Las acciones fueron desarrolladas en un trabajo conjunto entre el gobierno de Santa Fe y el Ministerio Público de la Acusación
13:20 hs - Miércoles 11 de Marzo de 2026
El derribo de dos búnkeres de drogas en la zona sudoeste de Rosario este miércoles por parte del gobierno provincial y el Ministerio Público de la Acusación (MPA) elevó a 108 la cantidad de construcciones de este tipo dadas de baja desde la puesta en marcha de la Ley de Microtráfico en la provincia.
La intervención se realizó en Cisnero al 6400, en un operativo coordinado entre el Ministerio de Justicia y Seguridad provincial y el MPA. Las dos construcciones derribadas este miércoles se utilizaban para la venta de estupefacientes.

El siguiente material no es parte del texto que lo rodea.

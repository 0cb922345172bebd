//! # State Module
//!
//! Manages the booking-side application state for the mobile host.
//!
//! Instead of a single `AppState` struct containing everything, we use
//! separate state types. Each command declares exactly the state it needs.
//!
//! ```text
//! ┌─────────────────────────────────────────────────────────────────────────┐
//! │                    State Architecture                                   │
//! │                                                                         │
//! │  ┌──────────────┐  ┌──────────────┐  ┌──────────────┐                  │
//! │  │ Selection    │  │ Redemption   │  │ Wallet       │                  │
//! │  │ State        │  │ State        │  │ State        │                  │
//! │  │ Arc<Mutex<   │  │ Arc<Mutex<   │  │ Arc<Mutex<   │                  │
//! │  │  Service     │  │  Redemption  │  │  Wallet      │                  │
//! │  │  Selection>> │  │  Selection>> │  │  >>          │                  │
//! │  └──────────────┘  └──────────────┘  └──────────────┘                  │
//! │                                                                         │
//! │  ┌──────────────┐  ┌──────────────┐  ┌──────────────┐                  │
//! │  │ Bookings     │  │ Catalog      │  │ Config       │                  │
//! │  │ State        │  │ State        │  │ State        │                  │
//! │  │ Arc<Mutex<   │  │ services     │  │ salon name   │                  │
//! │  │  Vec<Receipt>│  │ rewards      │  │ pricing      │                  │
//! │  │  >>          │  │ (read-only)  │  │ (read-only)  │                  │
//! │  └──────────────┘  └──────────────┘  └──────────────┘                  │
//! │                                                                         │
//! │  LOCK ORDER (multi-state commands):                                     │
//! │  selection → redemption → wallet → bookings                             │
//! └─────────────────────────────────────────────────────────────────────────┘
//! ```

mod bookings;
mod catalog;
mod config;
mod selection;
mod wallet;

pub use bookings::BookingsState;
pub use catalog::CatalogState;
pub use config::ConfigState;
pub use selection::{RedemptionState, SelectionState, ServiceSelection};
pub use wallet::{Wallet, WalletState};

Durante la supervisión del procedimiento, el secretario de Seguridad Pública provincial, Omar Pereira, explicó que el operativo fue sobre dos búnkeres ubicados a escasos metros entre sí y que se trata de una zona “particularmente activa” en términos de violencia vinculada al narcomenudeo.

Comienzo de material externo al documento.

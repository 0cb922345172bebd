//! # Bookings State
//!
//! Confirmed receipts, newest last. Receipts are only ever appended and
//! handed out as clones, never mutated in place.

use std::sync::{Arc, Mutex, MutexGuard};

use chairside_core::Receipt;

use crate::error::ApiError;

#[derive(Debug, Clone, Default)]
pub struct BookingsState {
    receipts: Arc<Mutex<Vec<Receipt>>>,
}

impl BookingsState {
    pub fn new() -> Self {
        Self::default()
    }

    pub fn lock(&self) -> Result<MutexGuard<'_, Vec<Receipt>>, ApiError> {
        Ok(self.receipts.lock()?)
    }

    pub fn all(&self) -> Result<Vec<Receipt>, ApiError> {
        Ok(self.lock()?.clone())
    }

    pub fn find(&self, booking_id: &str) -> Result<Receipt, ApiError> {
        self.lock()?
            .iter()
            .find(|r| r.booking_id == booking_id || r.booking_reference == booking_id)
            .cloned()
            .ok_or_else(|| ApiError::not_found("Booking", booking_id))
    }
}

“El barrio La Lagunita registró hace unos meses una serie de homicidios, tiroteos y balaceras. Es uno de los sectores de la ciudad con mayor actividad en investigaciones relacionadas con venta de drogas y donde más intervenciones de este tipo hemos tenido desde que comenzó a aplicarse la ley”, sostuvo.
Búnkeres en zona sudoeste
Consultado sobre posibles detenciones, Pereira indicó que al momento del allanamiento el lugar estaba deshabitado. No obstante, precisó que en procedimientos anteriores realizados en el mismo punto se secuestraron estupefacientes y se constató su funcionamiento como puesto de venta.

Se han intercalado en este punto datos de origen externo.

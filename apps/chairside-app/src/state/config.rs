//! # Configuration State
//!
//! Stores app configuration loaded at startup.
//!
//! ## Configuration Sources (Priority Order)
//! 1. Environment variables (`CHAIRSIDE_*`)
//! 2. Defaults (this file)
//!
//! Read-only after initialization, so no mutex needed.

use chairside_core::{PricingPolicy, Rate};
use serde::{Deserialize, Serialize};
use tracing::warn;

/// App configuration.
#[derive(Debug, Clone, Serialize, Deserialize)]
#[serde(rename_all = "camelCase")]
pub struct ConfigState {
    /// Marketplace display name (shown on receipts)
    pub salon_name: String,

    /// Currency code (ISO 4217)
    pub currency_code: String,

    /// Currency symbol (for display)
    pub currency_symbol: String,

    /// Number of decimal places for currency
    pub currency_decimals: u8,

    /// Tax, points earn rate and evening multiplier
    pub policy: PricingPolicy,
}

impl Default for ConfigState {
    /// Development defaults: USD, 8% tax, 10% points, ×2 after 6 PM.
    fn default() -> Self {
        ConfigState {
            salon_name: "Chairside".to_string(),
            currency_code: "USD".to_string(),
            currency_symbol: "$".to_string(),
            currency_decimals: 2,
            policy: PricingPolicy::default(),
        }
    }
}

impl ConfigState {
    /// Creates a ConfigState from environment variables and defaults.
    ///
    /// ## Environment Variables
    /// - `CHAIRSIDE_SALON_NAME`: Override display name
    /// - `CHAIRSIDE_TAX_RATE`: Tax rate in percent (e.g., "8")
    /// - `CHAIRSIDE_POINTS_RATE`: Points earn rate in percent (e.g., "10")
    pub fn from_env() -> Self {
        Self::from_lookup(|key| std::env::var(key).ok())
    }

    /// Builds the config from any key lookup. Invalid values are skipped
    /// with a warning and the default is kept.
    pub fn from_lookup<F>(lookup: F) -> Self
    where
        F: Fn(&str) -> Option<String>,
    {
        let mut config = ConfigState::default();

        if let Some(name) = lookup("CHAIRSIDE_SALON_NAME").filter(|n| !n.trim().is_empty()) {
            config.salon_name = name;
        }

        let percent = |var: &str| lookup(var).and_then(|raw| parse_percent(var, &raw));

        if let Some(rate) = percent("CHAIRSIDE_TAX_RATE") {
            config.policy.tax_rate = rate;
        }

        if let Some(rate) = percent("CHAIRSIDE_POINTS_RATE") {
            config.policy.earn_rate = rate;
        }

        if let Err(e) = config.policy.validate() {
            warn!(error = %e, "Invalid pricing policy from environment, using defaults");
            config.policy = PricingPolicy::default();
        }

        config
    }

    /// Formats a cent amount as a currency string.
    ///
    /// ```rust
    /// use chairside_app::state::ConfigState;
    ///
    /// let config = ConfigState::default();
    /// assert_eq!(config.format_currency(1080), "$10.80");
    /// ```
    pub fn format_currency(&self, cents: i64) -> String {
        let divisor = 10_i64.pow(self.currency_decimals as u32);
        let whole = cents / divisor;
        let frac = (cents % divisor).abs();

        format!(
            "{}{}{}",
            if cents < 0 { "-" } else { "" },
            self.currency_symbol,
            if self.currency_decimals > 0 {
                format!(
                    "{}.{:0width$}",
                    whole.abs(),
                    frac,
                    width = self.currency_decimals as usize
                )
            } else {
                whole.abs().to_string()
            }
        )
    }
}

fn parse_percent(var: &str, raw: &str) -> Option<Rate> {
    match raw.trim().parse::<f64>() {
        Ok(pct) if pct.is_finite() && (0.0..=100.0).contains(&pct) => {
            Some(Rate::from_percentage(pct))
        }
        _ => {
            warn!(var, value = raw, "Ignoring invalid percentage");
            None
        }
    }
}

“El espíritu de la Ley de Microtráfico apunta directamente a reducir la violencia que generan estos lugares. Cuando hablamos de búnkeres hablamos también de homicidios, balaceras y de situaciones que deterioran la vida cotidiana de los vecinos. Por eso es clave desactivar estos espacios”, agregó.
Por su parte, el fiscal del MPA, Diego Giro, brindó detalles de la investigación judicial que permitió avanzar con el procedimiento. Según explicó, los inmuebles forman parte de una causa que se viene desarrollando desde el año pasado en esa zona de la ciudad: “Se trata de una investigación que lleva bastante tiempo. Ya se realizaron varios allanamientos en el sector porque es un lugar muy complejo en cuanto a la comercialización de estupefacientes y los delitos vinculados a esa actividad”.
El fiscal indicó que en la última etapa de la investigación se trabajó con la Tropa de Operaciones Especiales (TOE) y que, a partir de las tareas de inteligencia, se confirmó que las construcciones seguían siendo utilizadas para la venta de drogas. “En el último allanamiento pudimos verificar que continuaban activos. Además, en diciembre del año pasado, a pocos metros del lugar se produjo un doble homicidio que, según lo que surge de la investigación, estaría vinculado con las mismas personas que regenteaban este búnker”, detalló.